* Exercise objective *
Give the number of lines in the material below that include "ServerConfig", and write nothing else.

*** Opening Input records ***

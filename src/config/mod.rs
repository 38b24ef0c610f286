//! Configuration loading and validation.

use serde::{Deserialize, Serialize};
use std::path::{Path, PathBuf};
use thiserror::Error;

use crate::models::CompetitionStage;

/// Configuration errors.
#[derive(Debug, Error)]
pub enum ConfigError {
    #[error("Failed to read config file: {0}")]
    ReadError(#[from] std::io::Error),

    #[error("Failed to parse config: {0}")]
    ParseError(#[from] toml::de::Error),

    #[error("Invalid configuration: {0}")]
    ValidationError(String),
}

/// Server configuration.
#[derive(Debug, Clone, Serialize, Deserialize)]
pub struct ServerConfig {
    #[serde(default = "default_host")]
    pub host: String,

    #[serde(default = "default_port")]
    pub port: u16,

    #[serde(default = "default_cors_origin")]
    pub cors_origin: String,
}

fn default_host() -> String {
    "127.0.0.1".to_string()
}

fn default_port() -> u16 {
    8080
}

fn default_cors_origin() -> String {
    "*".to_string()
}

impl Default for ServerConfig {
    fn default() -> Self {
        Self {
            host: default_host(),
            port: default_port(),
            cors_origin: default_cors_origin(),
        }
    }
}

/// Standings behavior configuration.
#[derive(Debug, Clone, Serialize, Deserialize)]
pub struct StandingsConfig {
    /// The competition phase a query lands on when none is given.
    #[serde(default = "default_competition_stage")]
    pub default_competition_stage: CompetitionStage,
}

fn default_competition_stage() -> CompetitionStage {
    CompetitionStage::GroupStage
}

impl Default for StandingsConfig {
    fn default() -> Self {
        Self {
            default_competition_stage: default_competition_stage(),
        }
    }
}

/// Main application configuration.
#[derive(Debug, Clone, Serialize, Deserialize)]
pub struct AppConfig {
    #[serde(default = "default_data_dir")]
    pub data_dir: PathBuf,

    #[serde(default = "default_log_level")]
    pub log_level: String,

    #[serde(default)]
    pub server: ServerConfig,

    #[serde(default)]
    pub standings: StandingsConfig,
}

fn default_data_dir() -> PathBuf {
    PathBuf::from("./data")
}

fn default_log_level() -> String {
    "info".to_string()
}

impl Default for AppConfig {
    fn default() -> Self {
        Self {
            data_dir: default_data_dir(),
            log_level: default_log_level(),
            server: ServerConfig::default(),
            standings: StandingsConfig::default(),
        }
    }
}

impl AppConfig {
    /// Load configuration from a TOML file.
    pub fn from_file(path: &Path) -> Result<Self, ConfigError> {
        let contents = std::fs::read_to_string(path)?;
        let config: AppConfig = toml::from_str(&contents)?;
        config.validate()?;
        Ok(config)
    }

    /// Load from a file if it exists, otherwise fall back to defaults.
    pub fn load_or_default(path: &Path) -> Result<Self, ConfigError> {
        if path.exists() {
            Self::from_file(path)
        } else {
            Ok(Self::default())
        }
    }

    /// Validate the configuration.
    pub fn validate(&self) -> Result<(), ConfigError> {
        if self.server.port == 0 {
            return Err(ConfigError::ValidationError(
                "Server port must be greater than 0".to_string(),
            ));
        }

        if self.data_dir.as_os_str().is_empty() {
            return Err(ConfigError::ValidationError(
                "Data directory must not be empty".to_string(),
            ));
        }

        Ok(())
    }
}

#[cfg(test)]
mod tests {
    use super::*;

    #[test]
    fn test_default_config() {
        let config = AppConfig::default();

        assert_eq!(config.data_dir, PathBuf::from("./data"));
        assert_eq!(config.log_level, "info");
        assert_eq!(config.server.port, 8080);
        assert_eq!(
            config.standings.default_competition_stage,
            CompetitionStage::GroupStage
        );
    }

    #[test]
    fn test_config_validation_ok() {
        let config = AppConfig::default();
        assert!(config.validate().is_ok());
    }

    #[test]
    fn test_config_validation_bad_port() {
        let mut config = AppConfig::default();
        config.server.port = 0;

        assert!(config.validate().is_err());
    }

    #[test]
    fn test_config_serialization() {
        let config = AppConfig::default();
        let toml_str = toml::to_string(&config).unwrap();

        let parsed: AppConfig = toml::from_str(&toml_str).unwrap();
        assert_eq!(config.data_dir, parsed.data_dir);
        assert_eq!(
            parsed.standings.default_competition_stage,
            CompetitionStage::GroupStage
        );
    }

    #[test]
    fn test_partial_config_fills_defaults() {
        let parsed: AppConfig = toml::from_str(
            r#"
            [standings]
            default_competition_stage = "playoffs"
            "#,
        )
        .unwrap();

        assert_eq!(
            parsed.standings.default_competition_stage,
            CompetitionStage::Playoffs
        );
        assert_eq!(parsed.server.port, 8080);
    }

    #[test]
    fn test_load_or_default_missing_file() {
        let config = AppConfig::load_or_default(Path::new("/nonexistent/config.toml")).unwrap();
        assert_eq!(config.server.host, "127.0.0.1");
    }
}
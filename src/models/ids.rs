//! Integer entity ids assigned by the data store.

use serde::{Deserialize, Serialize};
use std::fmt;

macro_rules! entity_id {
    ($(#[$meta:meta])* $name:ident) => {
        $(#[$meta])*
        #[derive(
            Debug, Clone, Copy, PartialEq, Eq, Hash, PartialOrd, Ord, Serialize, Deserialize,
        )]
        #[serde(transparent)]
        pub struct $name(pub i64);

        impl $name {
            pub fn new(raw: i64) -> Self {
                Self(raw)
            }

            pub fn get(self) -> i64 {
                self.0
            }
        }

        impl fmt::Display for $name {
            fn fmt(&self, f: &mut fmt::Formatter<'_>) -> fmt::Result {
                write!(f, "{}", self.0)
            }
        }

        impl From<i64> for $name {
            fn from(raw: i64) -> Self {
                Self(raw)
            }
        }
    };
}

entity_id! {
    /// Season id.
    SeasonId
}

entity_id! {
    /// Sport id.
    SportId
}

entity_id! {
    /// Sport category id (a sport/division/level triple).
    SportCategoryId
}

entity_id! {
    /// Stage id (a category/season/competition-stage triple).
    StageId
}

entity_id! {
    /// Fixture id.
    FixtureId
}

entity_id! {
    /// Fixture participant id.
    ParticipantId
}

entity_id! {
    /// Team id.
    TeamId
}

*** Closing Input records ***

* The completed task *
4